### About this task
Take the data below and extract the lines from the one with "as usize, source))" to the one with "for (piece, span)", inclusive, exactly as written.

### The records
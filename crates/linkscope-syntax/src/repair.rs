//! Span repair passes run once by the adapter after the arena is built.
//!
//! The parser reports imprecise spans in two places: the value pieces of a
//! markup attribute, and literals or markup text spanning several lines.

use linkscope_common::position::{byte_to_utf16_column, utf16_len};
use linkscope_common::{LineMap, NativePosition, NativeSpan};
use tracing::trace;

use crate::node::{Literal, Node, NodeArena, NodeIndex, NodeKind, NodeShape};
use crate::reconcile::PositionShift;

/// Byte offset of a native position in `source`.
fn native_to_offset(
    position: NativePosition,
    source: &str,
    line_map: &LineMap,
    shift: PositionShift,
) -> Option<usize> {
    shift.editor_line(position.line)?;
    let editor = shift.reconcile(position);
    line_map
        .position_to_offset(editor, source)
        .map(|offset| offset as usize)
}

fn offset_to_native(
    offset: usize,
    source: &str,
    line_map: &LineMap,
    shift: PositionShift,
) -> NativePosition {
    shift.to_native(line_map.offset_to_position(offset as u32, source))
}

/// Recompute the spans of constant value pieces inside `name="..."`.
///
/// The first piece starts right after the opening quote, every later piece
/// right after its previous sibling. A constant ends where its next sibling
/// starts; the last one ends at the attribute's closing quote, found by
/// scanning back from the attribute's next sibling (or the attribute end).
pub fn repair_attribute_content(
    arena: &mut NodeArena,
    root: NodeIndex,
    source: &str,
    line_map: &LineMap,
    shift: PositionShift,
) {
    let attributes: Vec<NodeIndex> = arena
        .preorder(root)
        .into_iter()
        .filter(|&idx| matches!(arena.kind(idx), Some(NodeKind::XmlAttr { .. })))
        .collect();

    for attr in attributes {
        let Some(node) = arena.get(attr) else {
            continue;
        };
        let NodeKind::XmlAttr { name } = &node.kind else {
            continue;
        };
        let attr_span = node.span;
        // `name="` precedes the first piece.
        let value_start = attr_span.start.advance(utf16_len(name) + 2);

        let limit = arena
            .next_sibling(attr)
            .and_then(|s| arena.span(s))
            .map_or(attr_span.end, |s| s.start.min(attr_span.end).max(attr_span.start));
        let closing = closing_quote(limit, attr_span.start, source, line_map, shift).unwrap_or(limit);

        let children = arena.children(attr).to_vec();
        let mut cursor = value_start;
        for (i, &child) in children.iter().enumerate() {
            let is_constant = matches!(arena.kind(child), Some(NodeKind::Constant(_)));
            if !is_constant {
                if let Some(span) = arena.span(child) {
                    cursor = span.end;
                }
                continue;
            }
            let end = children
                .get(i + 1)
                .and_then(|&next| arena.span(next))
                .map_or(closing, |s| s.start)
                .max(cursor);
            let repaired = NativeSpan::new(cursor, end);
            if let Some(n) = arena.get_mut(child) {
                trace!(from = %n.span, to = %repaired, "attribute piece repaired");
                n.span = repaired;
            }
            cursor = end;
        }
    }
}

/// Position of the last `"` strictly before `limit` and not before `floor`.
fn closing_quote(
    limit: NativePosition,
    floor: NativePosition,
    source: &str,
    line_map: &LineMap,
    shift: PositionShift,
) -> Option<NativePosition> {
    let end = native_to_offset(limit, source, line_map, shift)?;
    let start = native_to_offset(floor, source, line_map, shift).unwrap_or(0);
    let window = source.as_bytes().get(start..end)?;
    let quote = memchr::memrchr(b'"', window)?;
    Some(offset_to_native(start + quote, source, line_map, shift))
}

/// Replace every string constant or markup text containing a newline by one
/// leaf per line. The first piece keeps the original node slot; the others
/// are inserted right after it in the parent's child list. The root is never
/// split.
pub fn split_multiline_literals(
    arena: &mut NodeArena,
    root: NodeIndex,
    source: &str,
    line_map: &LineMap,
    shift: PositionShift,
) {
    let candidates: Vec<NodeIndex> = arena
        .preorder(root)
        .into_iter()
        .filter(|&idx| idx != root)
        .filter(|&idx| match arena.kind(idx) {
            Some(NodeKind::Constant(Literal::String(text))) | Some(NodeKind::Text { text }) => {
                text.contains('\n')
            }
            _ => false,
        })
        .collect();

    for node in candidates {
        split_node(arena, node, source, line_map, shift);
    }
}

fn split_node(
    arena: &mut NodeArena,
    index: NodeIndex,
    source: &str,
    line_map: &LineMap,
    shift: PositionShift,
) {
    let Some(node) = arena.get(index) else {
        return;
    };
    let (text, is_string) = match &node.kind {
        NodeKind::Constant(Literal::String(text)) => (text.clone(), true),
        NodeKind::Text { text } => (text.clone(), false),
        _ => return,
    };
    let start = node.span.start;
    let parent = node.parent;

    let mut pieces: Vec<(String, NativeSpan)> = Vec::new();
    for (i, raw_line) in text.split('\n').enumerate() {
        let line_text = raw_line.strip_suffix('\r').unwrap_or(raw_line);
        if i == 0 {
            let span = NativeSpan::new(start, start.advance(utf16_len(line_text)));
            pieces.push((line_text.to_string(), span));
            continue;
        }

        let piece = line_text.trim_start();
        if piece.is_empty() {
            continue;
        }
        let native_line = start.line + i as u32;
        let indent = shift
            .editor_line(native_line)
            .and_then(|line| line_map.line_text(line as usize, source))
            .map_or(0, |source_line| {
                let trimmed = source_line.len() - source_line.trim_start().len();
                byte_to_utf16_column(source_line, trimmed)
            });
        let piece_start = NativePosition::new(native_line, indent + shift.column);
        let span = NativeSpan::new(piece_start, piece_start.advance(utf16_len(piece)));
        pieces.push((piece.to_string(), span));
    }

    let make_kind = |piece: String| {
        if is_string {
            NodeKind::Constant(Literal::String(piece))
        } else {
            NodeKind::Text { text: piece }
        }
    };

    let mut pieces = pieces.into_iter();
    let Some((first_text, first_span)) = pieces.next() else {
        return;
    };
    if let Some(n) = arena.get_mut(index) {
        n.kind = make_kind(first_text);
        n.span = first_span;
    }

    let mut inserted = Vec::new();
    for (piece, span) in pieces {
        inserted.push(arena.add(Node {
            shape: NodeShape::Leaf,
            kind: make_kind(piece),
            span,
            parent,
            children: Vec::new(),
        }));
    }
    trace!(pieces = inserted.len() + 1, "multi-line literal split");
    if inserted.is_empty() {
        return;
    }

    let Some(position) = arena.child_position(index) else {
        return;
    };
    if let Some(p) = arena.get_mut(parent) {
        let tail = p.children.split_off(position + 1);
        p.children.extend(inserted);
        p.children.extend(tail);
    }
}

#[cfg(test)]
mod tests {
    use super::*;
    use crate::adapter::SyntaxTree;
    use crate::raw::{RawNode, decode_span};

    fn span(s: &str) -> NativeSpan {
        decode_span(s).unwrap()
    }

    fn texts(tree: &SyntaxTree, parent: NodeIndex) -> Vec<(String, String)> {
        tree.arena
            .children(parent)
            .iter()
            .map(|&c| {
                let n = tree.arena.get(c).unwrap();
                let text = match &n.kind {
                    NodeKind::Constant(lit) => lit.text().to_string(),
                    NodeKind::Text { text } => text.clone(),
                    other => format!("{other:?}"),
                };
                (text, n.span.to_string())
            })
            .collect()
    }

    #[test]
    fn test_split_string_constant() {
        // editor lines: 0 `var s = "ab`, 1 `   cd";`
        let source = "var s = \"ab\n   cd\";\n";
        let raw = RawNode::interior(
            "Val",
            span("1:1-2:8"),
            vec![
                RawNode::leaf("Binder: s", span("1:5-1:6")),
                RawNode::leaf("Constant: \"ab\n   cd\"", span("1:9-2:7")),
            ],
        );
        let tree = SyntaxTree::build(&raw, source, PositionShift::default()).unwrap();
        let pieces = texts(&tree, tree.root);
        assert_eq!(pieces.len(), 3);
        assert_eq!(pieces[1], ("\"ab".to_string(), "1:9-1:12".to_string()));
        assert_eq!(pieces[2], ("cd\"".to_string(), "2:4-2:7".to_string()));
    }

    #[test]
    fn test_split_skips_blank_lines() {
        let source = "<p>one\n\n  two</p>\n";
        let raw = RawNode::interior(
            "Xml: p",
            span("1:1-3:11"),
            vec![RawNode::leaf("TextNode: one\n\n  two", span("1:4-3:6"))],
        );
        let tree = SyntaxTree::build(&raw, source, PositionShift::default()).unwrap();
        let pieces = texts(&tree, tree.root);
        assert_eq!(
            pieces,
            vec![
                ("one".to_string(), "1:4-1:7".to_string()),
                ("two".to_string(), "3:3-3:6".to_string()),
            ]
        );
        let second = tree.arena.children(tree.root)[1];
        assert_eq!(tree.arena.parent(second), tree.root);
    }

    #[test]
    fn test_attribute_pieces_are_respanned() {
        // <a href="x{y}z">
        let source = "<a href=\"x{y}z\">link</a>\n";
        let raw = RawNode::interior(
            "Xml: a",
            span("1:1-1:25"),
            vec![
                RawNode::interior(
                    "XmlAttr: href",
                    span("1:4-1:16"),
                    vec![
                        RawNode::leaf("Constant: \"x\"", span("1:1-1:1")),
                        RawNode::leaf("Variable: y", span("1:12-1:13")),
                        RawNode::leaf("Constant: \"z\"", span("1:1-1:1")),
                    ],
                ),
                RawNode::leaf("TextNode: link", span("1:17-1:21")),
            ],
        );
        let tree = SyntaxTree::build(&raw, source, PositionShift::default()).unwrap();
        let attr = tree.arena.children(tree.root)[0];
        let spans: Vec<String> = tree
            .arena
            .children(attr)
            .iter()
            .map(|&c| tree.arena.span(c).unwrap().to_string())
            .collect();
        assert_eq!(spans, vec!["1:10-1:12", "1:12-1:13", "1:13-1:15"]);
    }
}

### Solution below
            .and_then(|line| line_map.line_text(line as usize, source))
            .map_or(0, |source_line| {
                let trimmed = source_line.len() - source_line.trim_start().len();
                byte_to_utf16_column(source_line, trimmed)
            });
        let piece_start = NativePosition::new(native_line, indent + shift.column);
        let span = NativeSpan::new(piece_start, piece_start.advance(utf16_len(piece)));
        pieces.push((piece.to_string(), span));
    }

    let make_kind = |piece: String| {
        if is_string {
            NodeKind::Constant(Literal::String(piece))
        } else {
            NodeKind::Text { text: piece }
        }
    };

    let mut pieces = pieces.into_iter();
    let Some((first_text, first_span)) = pieces.next() else {
        return;
    };
    if let Some(n) = arena.get_mut(index) {
        n.kind = make_kind(first_text);
        n.span = first_span;
    }

    let mut inserted = Vec::new();
    for (piece, span) in pieces {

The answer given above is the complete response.